For live imaging, media was replaced with Fluorobrite DMEM medium (Invitrogen, A1896701) supplemented with 10% FBS and equilibrated at 37 °C, 5% CO2 for 30 min to limit photobleaching. Fixed preparations were mounted in ProLong Diamond (Invitrogen).

Strand/meshwork analysis

Maximum intensity projections of nonepithelial cell claudin strand confocal stacks were analyzed using ImageJ/FIJI (Figs. 5e, 6a–c, and 7e). Vesicle-containing regions were excluded from the analysis, and a threshold was set to cover the strand areas (exemplified in Supplementary Fig. 4a). Area and mean intensities were measured based on a minimum intensity threshold cutoff. The threshold was constant across all conditions within each experiment. Quantification of intersections/nodes from super-resolution STED images was done manually by a blinded observer. Nodes were defined as intersections of at least 3 strands (Supplementary Fig. 4b).

Western blots

Cells were lysed in RIPA buffer containing 150 mM NaCl, 1% Nonidet P-40, 0.5% sodium deoxycholate, 0.1% SDS in 50 mM Tris, pH 7.4, with Halt protease inhibitor cocktail (ThermoFisher).
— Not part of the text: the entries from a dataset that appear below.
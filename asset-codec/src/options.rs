//! Codec behaviour switches

use serde::{Deserialize, Serialize};

/// Options shared by every decode and encode entry point.
///
/// Deserializes from a partial table; missing keys keep their defaults.
#[derive(Debug, Clone, Copy, PartialEq, Eq, Serialize, Deserialize)]
pub struct CodecOptions {
    /// Replace NaN and infinite floats with `0.0` on decode
    #[serde(default = "default_true")]
    pub sanitize_floats: bool,

    /// Reject encodes whose header counts disagree with their arrays
    #[serde(default = "default_true")]
    pub validate_counts: bool,

    /// Fill informational name fields of root documents after decode
    #[serde(default = "default_true")]
    pub resolve_names: bool,
}

fn default_true() -> bool {
    true
}

impl Default for CodecOptions {
    fn default() -> Self {
        Self {
            sanitize_floats: true,
            validate_counts: true,
            resolve_names: true,
        }
    }
}
//! Document-level round trips through the boundary operations

use asset_codec::terrain::{
    LayerFlags, TILE_COUNT, TerrainChunk, TerrainDocument, TextureLayer, Tile, TileFlags,
    TileReferences, VERTEX_COUNT,
};
use asset_codec::wmo::{
    GroupBody, GroupChunk, GroupDocument, GroupFileChunk, GroupHeader, RootChunk, RootDocument,
    RootHeader,
};
use asset_codec::{
    AlphaEncoding, AlphaMap, CodecOptions, Document, DocumentKind, Error, ErrorKind, StringTable,
    Tag, decode_document, decode_document_with, detect_kind, encode_document,
};
use chunk_core::Cursor;

/// Tiles of varying shape so every tile has a different size.
fn terrain() -> TerrainDocument {
    let mut document = TerrainDocument::empty();
    document.chunks[3] = TerrainChunk::Textures(StringTable::from_strings([
        "tileset\\dirt.blp",
        "tileset\\grass.blp",
        "tileset\\rock.blp",
    ]));

    for (i, tile) in document.tiles.iter_mut().enumerate() {
        let i = i as u32;
        tile.index_flags = i % 3;
        tile.async_id = i * 2;
        tile.header.area_id = 40 + i % 7;
        tile.header.position = [i as f32 * -33.25, i as f32 * 33.25, (i % 11) as f32];
        if i % 2 == 0 {
            tile.header.flags.insert(TileFlags::DO_NOT_FIX_ALPHA);
        }
        tile.heights = Some((0..VERTEX_COUNT).map(|v| (v as u32 + i) as f32 * 0.125).collect());
        tile.normals = Some(vec![[0, 0, 127]; VERTEX_COUNT]);

        let layers = (i % 4) as usize;
        let mut list = vec![TextureLayer {
            texture_id: 0,
            flags: LayerFlags::empty(),
            alpha_offset: 0,
            effect_id: 0,
            alpha: None,
        }];
        for l in 1..=layers {
            let values: Vec<u8> = (0..4096u32).map(|c| ((c / 64) * (l as u32 + i)) as u8).collect();
            list.push(TextureLayer {
                texture_id: (l % 3) as u32,
                flags: LayerFlags::empty(),
                alpha_offset: 0,
                effect_id: 0,
                alpha: Some(AlphaMap {
                    encoding: AlphaEncoding::Compressed,
                    values,
                }),
            });
        }
        tile.layers = Some(list);
        tile.has_alpha_chunk = layers > 0;
        if i % 5 == 0 {
            tile.references = Some(TileReferences {
                doodads: (0..i % 4).collect(),
                objects: vec![i],
            });
        }
        if i % 7 == 0 {
            tile.liquid = Some(vec![i as u8; 16]);
        }
    }
    document
}

/// Every `MCNK` in the file as (offset, total size), in file order.
fn tile_chunks(bytes: &[u8]) -> Vec<(u32, u32)> {
    let mut cursor = Cursor::new(bytes);
    let mut tiles = Vec::new();
    while let Some((header, _)) = cursor.next_chunk().unwrap() {
        if header.tag == Tag::new(b"MCNK") {
            tiles.push((header.offset as u32, header.total_size() as u32));
        }
    }
    tiles
}

/// (offset of the `MCIN` payload, entries)
fn tile_index(bytes: &[u8]) -> (usize, Vec<(u32, u32)>) {
    let mut cursor = Cursor::new(bytes);
    while let Some((header, mut payload)) = cursor.next_chunk().unwrap() {
        if header.tag != Tag::new(b"MCIN") {
            continue;
        }
        let mut entries = Vec::new();
        for _ in 0..TILE_COUNT {
            let offset = payload.read_u32().unwrap();
            let size = payload.read_u32().unwrap();
            payload.skip(8).unwrap();
            entries.push((offset, size));
        }
        return (header.payload_offset(), entries);
    }
    panic!("no MCIN");
}

#[test]
fn test_index_matches_tile_positions() {
    let document = Document::Terrain(terrain());
    let bytes = encode_document(&document).unwrap();

    let (_, index) = tile_index(&bytes);
    let actual = tile_chunks(&bytes);
    assert_eq!(index.len(), TILE_COUNT);
    assert_eq!(index, actual);

    for (offset, size) in index {
        let tag_end = offset as usize + 4;
        assert_eq!(&bytes[offset as usize..tag_end], b"KNCM");
        let length = u32::from_le_bytes(bytes[tag_end..tag_end + 4].try_into().unwrap());
        assert_eq!(size, length + 8);
    }
}

#[test]
fn test_index_pointing_at_wrong_tag_fails() {
    let bytes = encode_document(&Document::Terrain(terrain())).unwrap();
    let (index_at, entries) = tile_index(&bytes);

    // Point entry 5 at tile 4's height sub-chunk
    let wrong = entries[4].0 + 8 + 128;
    assert_eq!(&bytes[wrong as usize..wrong as usize + 4], b"TVCM");
    let mut corrupt = bytes.clone();
    let slot = index_at + 5 * 16;
    corrupt[slot..slot + 4].copy_from_slice(&wrong.to_le_bytes());

    let err = decode_document(&corrupt).unwrap_err();
    assert_eq!(err.kind(), ErrorKind::Format);
    assert!(matches!(err, Error::TagMismatch { .. }));
}

#[test]
fn test_terrain_roundtrip() {
    let bytes = encode_document(&Document::Terrain(terrain())).unwrap();
    let first = decode_document(&bytes).unwrap();
    assert_eq!(first.kind(), DocumentKind::Terrain);

    let again = decode_document(&encode_document(&first).unwrap()).unwrap();
    assert_eq!(again, first);
    assert_eq!(encode_document(&first).unwrap(), bytes);
}

#[test]
fn test_text_interchange_roundtrip() {
    let bytes = encode_document(&Document::Terrain(terrain())).unwrap();
    let document = decode_document(&bytes).unwrap();

    let json = serde_json::to_string(&document).unwrap();
    assert!(json.starts_with(r#"{"kind":"terrain""#));
    let parsed: Document = serde_json::from_str(&json).unwrap();
    assert_eq!(parsed, document);
    assert_eq!(encode_document(&parsed).unwrap(), bytes);
}

fn root() -> RootDocument {
    RootDocument {
        chunks: vec![
            RootChunk::Version(17),
            RootChunk::Header(RootHeader {
                n_groups: 0,
                wmo_id: 9,
                ..RootHeader::default()
            }),
            RootChunk::Textures(StringTable::from_strings(["a.blp", "b.blp"])),
            RootChunk::GroupNames(StringTable::default()),
        ],
    }
}

fn group() -> GroupDocument {
    GroupDocument {
        chunks: vec![
            GroupFileChunk::Version(17),
            GroupFileChunk::Group(GroupBody {
                header: GroupHeader {
                    group_id: 3,
                    ..GroupHeader::default()
                },
                chunks: vec![
                    GroupChunk::Vertices(vec![[0.0, 0.0, 0.0], [1.0, 2.0, 3.0]]),
                    GroupChunk::TexCoords(vec![[0.0, 0.0], [1.0, 1.0]]),
                    GroupChunk::TexCoords(vec![[0.5, 0.5], [0.0, 1.0]]),
                ],
            }),
        ],
    }
}

#[test]
fn test_object_model_documents_roundtrip() {
    for document in [Document::WmoRoot(root()), Document::WmoGroup(group())] {
        let bytes = encode_document(&document).unwrap();
        let decoded = decode_document(&bytes).unwrap();
        assert_eq!(decoded.kind(), document.kind());
        assert_eq!(encode_document(&decoded).unwrap(), bytes);

        let json = serde_json::to_string_pretty(&decoded).unwrap();
        let parsed: Document = serde_json::from_str(&json).unwrap();
        assert_eq!(parsed, decoded);
    }
}

#[test]
fn test_detection() {
    let terrain = encode_document(&Document::Terrain(TerrainDocument::empty())).unwrap();
    assert_eq!(detect_kind(&terrain).unwrap(), DocumentKind::Terrain);
    let root = encode_document(&Document::WmoRoot(root())).unwrap();
    assert_eq!(detect_kind(&root).unwrap(), DocumentKind::WmoRoot);
    let group = encode_document(&Document::WmoGroup(group())).unwrap();
    assert_eq!(detect_kind(&group).unwrap(), DocumentKind::WmoGroup);

    // Only the version chunk
    let err = decode_document_with(&root[..12], &CodecOptions::default()).unwrap_err();
    assert_eq!(err, Error::UnrecognizedDocument);

    // Truncated mid-chunk
    let err = decode_document(&root[..root.len() - 3]).unwrap_err();
    assert_eq!(err.kind(), ErrorKind::Format);
}
//! Tests for the raster codec

use super::packing::*;
use super::rle::{compress, decompress};
use super::*;
use crate::error::ErrorKind;

/// Deterministic byte generator (LCG) for grid fixtures
struct Lcg(u32);

impl Lcg {
    fn next(&mut self) -> u32 {
        self.0 = self.0.wrapping_mul(1_664_525).wrapping_add(1_013_904_223);
        self.0 >> 8
    }

    fn byte(&mut self, modulo: u32) -> u8 {
        (self.next() % modulo) as u8
    }
}

fn noisy_grid(seed: u32, modulo: u32) -> Vec<u8> {
    let mut rng = Lcg(seed);
    (0..ALPHA_CELLS).map(|_| rng.byte(modulo)).collect()
}

/// Grid mixing flat regions, short repeats, and noise
fn blended_grid(seed: u32) -> Vec<u8> {
    let mut rng = Lcg(seed);
    let mut grid = Vec::with_capacity(ALPHA_CELLS);
    while grid.len() < ALPHA_CELLS {
        let len = 1 + (rng.next() % 200) as usize;
        let value = rng.byte(256);
        match rng.next() % 3 {
            0 => grid.extend(std::iter::repeat_n(value, len)),
            1 => grid.extend((0..len).map(|_| rng.byte(256))),
            _ => grid.extend((0..len).map(|i| if i % 4 < 2 { value } else { !value })),
        }
    }
    grid.truncate(ALPHA_CELLS);
    grid
}

#[test]
fn test_uniform_rows_encode_as_row_fills() {
    let grid = vec![0x05u8; ALPHA_CELLS];
    let encoded = compress(&grid);
    assert_eq!(encoded.len(), 128);
    for run in encoded.chunks(2) {
        assert_eq!(run, [0xC0, 0x05]);
    }
}

#[test]
fn test_rle_roundtrip_exact() {
    for seed in 0..8 {
        let grid = blended_grid(seed);
        assert_eq!(decompress(&compress(&grid)), grid, "seed {}", seed);
    }
    for modulo in [1, 2, 3, 256] {
        let grid = noisy_grid(modulo * 31, modulo);
        assert_eq!(decompress(&compress(&grid)), grid, "modulo {}", modulo);
    }
}

#[test]
fn test_runs_never_cross_rows() {
    // Row 0 ends in ten 7s and row 1 starts with ten 7s
    let mut grid = noisy_grid(3, 5);
    for v in &mut grid[54..74] {
        *v = 7;
    }
    let encoded = compress(&grid);

    let mut pos = 0;
    let mut i = 0;
    while i < encoded.len() {
        let control = encoded[i];
        let count = (control & 0x7F) as usize;
        assert!(count >= 1);
        assert_eq!(
            pos / ALPHA_SIDE,
            (pos + count - 1) / ALPHA_SIDE,
            "run at cell {} crosses a row",
            pos
        );
        pos += count;
        i += if control & 0x80 != 0 { 2 } else { 1 + count };
    }
    assert_eq!(pos, ALPHA_CELLS);
}

#[test]
fn test_fill_of_two_and_copy_stops_before_triple() {
    let mut grid = vec![0u8; ALPHA_CELLS];
    grid[..ALPHA_SIDE].copy_from_slice(&[
        1, 1, 2, 3, 4, 4, 4, 5, 6, 7, 8, 9, 10, 11, 12, 13, 14, 15, 16, 17, 18, 19, 20, 21, 22,
        23, 24, 25, 26, 27, 28, 29, 30, 31, 32, 33, 34, 35, 36, 37, 38, 39, 40, 41, 42, 43, 44, 45,
        46, 47, 48, 49, 50, 51, 52, 53, 54, 55, 56, 57, 58, 59, 60, 61,
    ]);
    let encoded = compress(&grid);
    // fill(2 x 1), copy(2, 3), fill(3 x 4), copy of the remaining 57 literals
    assert_eq!(&encoded[..2], &[0x82, 1]);
    assert_eq!(&encoded[2..5], &[2, 2, 3]);
    assert_eq!(&encoded[5..7], &[0x83, 4]);
    assert_eq!(encoded[7], 57);
    assert_eq!(&encoded[8..8 + 57], &grid[7..64]);
}

#[test]
fn test_decompress_tolerates_truncation() {
    // Copy run claiming 10 bytes with only 3 present
    let data = [0x0A, 9, 8, 7];
    let out = decompress(&data);
    assert_eq!(out.len(), ALPHA_CELLS);
    assert_eq!(&out[..3], &[9, 8, 7]);
    assert!(out[3..].iter().all(|&v| v == 0));

    // Fill control with no value byte
    let out = decompress(&[0x85]);
    assert!(out.iter().all(|&v| v == 0));
}

#[test]
fn test_decompress_stops_at_grid_size() {
    let mut data = Vec::new();
    for _ in 0..40 {
        data.extend_from_slice(&[0xFF, 3]);
    }
    let out = decompress(&data);
    assert_eq!(out.len(), ALPHA_CELLS);
    assert!(out.iter().all(|&v| v == 3));
}

#[test]
fn test_bit_packing_roundtrip() {
    let mut rng = Lcg(99);
    for _ in 0..16 {
        let quality: Vec<u8> = (0..32).map(|_| rng.byte(4)).collect();
        assert_eq!(unpack_2bit(&pack_2bit(&quality), 32), quality);

        let shadow: Vec<u8> = (0..64).map(|_| rng.byte(2)).collect();
        assert_eq!(unpack_1bit(&pack_1bit(&shadow), 64), shadow);
    }
}

#[test]
fn test_bit_packing_is_lsb_first() {
    assert_eq!(pack_2bit(&[1, 2, 3, 0]), vec![0b00_11_10_01]);
    assert_eq!(pack_1bit(&[1, 0, 0, 0, 0, 0, 0, 1]), vec![0b1000_0001]);
    assert_eq!(unpack_2bit(&[0b11_00_01_10], 4), vec![2, 1, 0, 3]);
}

#[test]
fn test_nibbles_scale_to_full_range() {
    // 0x0F low nibble first, then 0x00
    let unpacked = unpack_nibbles(&[0x0F, 0x8A], 4);
    assert_eq!(unpacked, vec![255, 0, 170, 136]);
    assert_eq!(pack_nibbles(&unpacked), vec![0x0F, 0x8A]);
}

#[test]
fn test_legacy_fixup() {
    let mut values: Vec<u8> = (0..ALPHA_CELLS).map(|i| (i % 251) as u8).collect();
    let original = values.clone();
    fix_legacy_edges(&mut values);
    for row in 0..ALPHA_SIDE - 1 {
        let base = row * ALPHA_SIDE;
        assert_eq!(values[base + 63], original[base + 62]);
        assert_eq!(values[base..base + 63], original[base..base + 63]);
    }
    assert_eq!(values[63 * 64..], values[62 * 64..63 * 64]);
}

fn low_res_blob(value_of: impl Fn(usize) -> u8) -> Vec<u8> {
    let cells: Vec<u8> = (0..ALPHA_CELLS).map(value_of).collect();
    pack_nibbles(&cells)
}

#[test]
fn test_variant_selection() {
    let grid = noisy_grid(5, 256);

    let compressed = compress(&grid);
    let map = decode_raster(&compressed, 0, true, false).unwrap();
    assert_eq!(map.encoding, AlphaEncoding::Compressed);
    assert_eq!(map.values, grid);

    let map = decode_raster(&grid, 0, false, true).unwrap();
    assert_eq!(map.encoding, AlphaEncoding::HighRes);
    assert_eq!(map.values, grid);

    let blob = low_res_blob(|i| ((i % 16) * 17) as u8);
    let map = decode_raster(&blob, 0, false, true).unwrap();
    assert_eq!(map.encoding, AlphaEncoding::LowRes);
    assert_eq!(map.values[..16], (0..16).map(|n| n * 17).collect::<Vec<u8>>()[..]);

    let map = decode_raster(&blob, 0, false, false).unwrap();
    assert_eq!(map.encoding, AlphaEncoding::LegacyLowRes);
    assert_eq!(map.values[63], map.values[62]);
}

#[test]
fn test_variant_roundtrip() {
    let steps: Vec<u8> = (0..ALPHA_CELLS).map(|i| (((i / 7) % 16) * 17) as u8).collect();
    let mut legacy = steps.clone();
    fix_legacy_edges(&mut legacy);

    for (encoding, values, do_not_fix) in [
        (AlphaEncoding::Compressed, blended_grid(11), false),
        (AlphaEncoding::HighRes, noisy_grid(12, 256), true),
        (AlphaEncoding::LowRes, steps, true),
        (AlphaEncoding::LegacyLowRes, legacy, false),
    ] {
        let blob = encode_raster(&values, encoding).unwrap();
        let map = decode_raster(&blob, 0, encoding == AlphaEncoding::Compressed, do_not_fix)
            .unwrap();
        assert_eq!(map.encoding, encoding);
        assert_eq!(map.values, values, "{:?}", encoding);
    }
}

#[test]
fn test_offset_outside_blob() {
    let err = decode_raster(&[0u8; 16], 17, true, false).unwrap_err();
    assert_eq!(err.kind(), ErrorKind::Reference);

    let err = decode_raster(&[0u8; 100], 0, false, false).unwrap_err();
    assert_eq!(err.kind(), ErrorKind::Format);
}

#[test]
fn test_encode_rejects_wrong_size() {
    let err = encode_raster(&[0u8; 10], AlphaEncoding::HighRes).unwrap_err();
    assert_eq!(err.kind(), ErrorKind::Validation);
}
After denaturation at 98 °C for 5 min and separation on SDS-PAGE gels (Bio-Rad), proteins were transferred to low fluorescence nitrocellulose membranes (Li-Cor), incubated with primary antibodies for 18 h at 4 °C, washed, incubated with infrared dye-conjugated secondary antibodies for 1 h at room temperature, and washed before imaging using an Odyssey Fc imager (Li-Cor). Signals were quantified using ImageStudio 5.0 (Li-Cor). Uncropped blots (Figs. 1b, 2a and Supplementary Fig. 5e) are provided in the source data file.

Statistics and reproducibility

All data, including imaging studies, are representative of at least three independent experiments. In graphs, data are presented as mean ± SD. Statistical significance was determined by two-tailed Student’s t test (unpaired) or ANOVA, as indicated, using GraphPad Prism 9. Absolute P values are indicated each figure legend.

Reporting summary

Further information on research design is available in the Nature Research Reporting Summary linked to this article.